Hazırlayan: Şevval Kurnaz
Tip 2 Diabetes Mellituslu Erişkinlerde Probiyotik Takviyesinin Glisemik Kontrol Üzerindeki Etkileri: Randomize Klinik Çalışmaların Sistematik Bir İncelemesi Ve Meta-Analizi
Bu çalışma, tip 2 diyabet (T2DM) hastalarında probiyotik takviyesinin glisemik kontrol üzerindeki etkisini incelemeyi amaçlamaktadır. 30 randomize klinik deney (RCT) çalışmasında toplam 1,827 T2DM hastası değerlendirilmiştir.

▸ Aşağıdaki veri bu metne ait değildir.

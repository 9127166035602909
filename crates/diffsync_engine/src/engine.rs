//! The client-side synchronization state machine.

use crate::config::{AddPolicy, EngineConfig};
use crate::error::{SyncError, SyncResult};
use crate::state::{PatchOutcome, SyncState};
use crate::synchronizer::ClientSynchronizer;
use diffsync_protocol::{
    AddMessage, BackupShadowDocument, ClientDocument, DetachMessage, DocumentKey, Edit,
    PatchMessage, ShadowDocument,
};
use diffsync_store::{DataStore, WriteBatch};
use parking_lot::Mutex;
use serde::Serialize;
use std::collections::HashMap;
use std::sync::Arc;
use tracing::{debug, info, warn};

/// Exclusive section for one key.
struct Slot {
    state: SyncState,
    /// Set once the key is removed; a retired slot is no longer in the map.
    retired: bool,
}

type Section = Arc<Mutex<Slot>>;

/// How a single inbound edit was handled.
enum Applied {
    Normal,
    Duplicate,
    Recovered,
}

/// In-memory copy of one pair's state while an operation runs.
///
/// Nothing reaches the store until the operation succeeded, and then it is
/// written as one [`WriteBatch`].
///
/// While edits are pending, `backup` holds the shadow the oldest of them was
/// computed against.
struct Working<T> {
    key: DocumentKey,
    shadow: ShadowDocument<T>,
    backup: Option<BackupShadowDocument<T>>,
    document: ClientDocument<T>,
    pending: Vec<Edit>,
}

impl<T: Clone> Working<T> {
    /// Drops pending edits the peer has seen.
    fn acknowledge(&mut self, client_version: u64) {
        self.pending.retain(|e| e.client_version >= client_version);
    }

    fn into_batch(self) -> WriteBatch<T> {
        let mut batch = WriteBatch::new(self.key)
            .put_shadow(self.shadow)
            .put_document(self.document)
            .set_edits(self.pending);
        batch.backup = self.backup;
        batch
    }
}

/// Client-side differential synchronization engine.
///
/// The engine tracks one shadow per [`DocumentKey`] in a [`DataStore`] and
/// turns local changes into [`PatchMessage`]s and peer messages into shadow
/// and document updates.
///
/// # Concurrency
///
/// Mutating operations on one key run one at a time. Operations on
/// different keys proceed in parallel. Read accessors go straight to the
/// store and observe the last committed state.
///
/// # Versions
///
/// `diff` stamps an edit with the shadow's current versions and then
/// increments the shadow's client version. Applying a peer edit increments
/// the shadow's server version. A pending edit is acknowledged once the
/// peer sends an edit with a higher client version.
pub struct SyncEngine<S, D> {
    config: EngineConfig,
    synchronizer: S,
    store: Arc<D>,
    sections: Mutex<HashMap<DocumentKey, Section>>,
}
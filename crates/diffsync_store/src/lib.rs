//! # DiffSync Store
//!
//! Data store trait and implementations for differential sync state.
//!
//! A data store holds, per (document, client) pair:
//! - the client document
//! - the shadow document
//! - the backup shadow document
//! - the pending (unacknowledged) edits, in the order they were produced
//! - a marker set when the pair has to be re-seeded
//!
//! ## Design Principles
//!
//! - Stores are keyed by [`DocumentKey`](diffsync_protocol::DocumentKey)
//! - Each operation is atomic per key; no cross-key transactions are assumed
//! - Multi-record updates to one key go through a [`WriteBatch`]
//! - Stores never interpret content; they only persist it
//! - Must be `Send + Sync` for concurrent access
//!
//! ## Available Stores
//!
//! - [`InMemoryDataStore`] - For testing and single-process use
//! - [`FileDataStore`] - Durable storage, one state file per key
//!
//! ## Example
//!
//! ```rust
//! use diffsync_protocol::{ClientDocument, ShadowDocument};
//! use diffsync_store::{DataStore, InMemoryDataStore};
//!
//! let store = InMemoryDataStore::<String>::new();
//! let doc = ClientDocument::new("notes", "alice", "hello".to_string());
//! store.save_shadow(&ShadowDocument::initial(doc.clone())).unwrap();
//!
//! let shadow = store.get_shadow(&doc.key()).unwrap().unwrap();
//! assert_eq!(shadow.client_version, 0);
//! ```

#![deny(unsafe_code)]
#![warn(missing_docs)]

mod batch;
mod error;
mod file;
mod memory;
mod store;

pub use batch::WriteBatch;
pub use error::{StoreError, StoreResult};
pub use file::{FileDataStore, FileStoreConfig};
pub use memory::InMemoryDataStore;
pub use store::DataStore;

Probiyotik takviyesi alan grupta, açlık kan şekeri, insülin, HbA1c ve insülin direnci gibi glisemik kontrol parametrelerinde anlamlı bir azalma gözlenmiştir. Sonuçlar, probiyotik takviyesinin T2DM hastalarında glisemik kontrolü olumlu yönde etkileyebileceğini göstermektedir.
Hazırlayan: Şevval Kurnaz
İki Farklı COVID-19 Aşısının Tam Veya Fraksiyonel Dozu İle Heterolog (Üçüncü Doz) Rapel Aşılamanın İmmünojenisitesi, Güvenliği Ve Reaktojenisitesi: Yetişkinlerde Faz 4, Tek Kör, Randomize Kontrollü Bir Çalışma
Bu çalışmada, önceden CoronaVac aşısını almış Brezilyalı yetişkinlere farklı COVID-19 aşıları ile takviye dozları verildi. Üç grup oluşturuldu: Birinci grupta tam doz ChAdOx1-S aşısı, ikinci grupta yarım doz ChAdOx1-S aşısı, üçüncü grupta ise yarım doz BNT162b2 aşısı verildi. Amaç, aşılamadan 28 gün sonra IgG antikorlarına dayalı sero-dönüş hızını (%80) göstermekti. Ancak elde edilen sonuçlar, beklenenin altında kaldı. Tüm gruplarda güçlü bağışıklık yanıtları elde edildi ve farklı SARS-CoV-2 varyantlarına karşı benzer bağışıklık yanıtları gözlendi. Takviye dozları güvenli ve iyi tolere edildi, ciddi yan etkiler olmadı. Ancak yüksek başlangıç bağışıklığı nedeniyle sero-dönüş oranları sınırlı kaldı.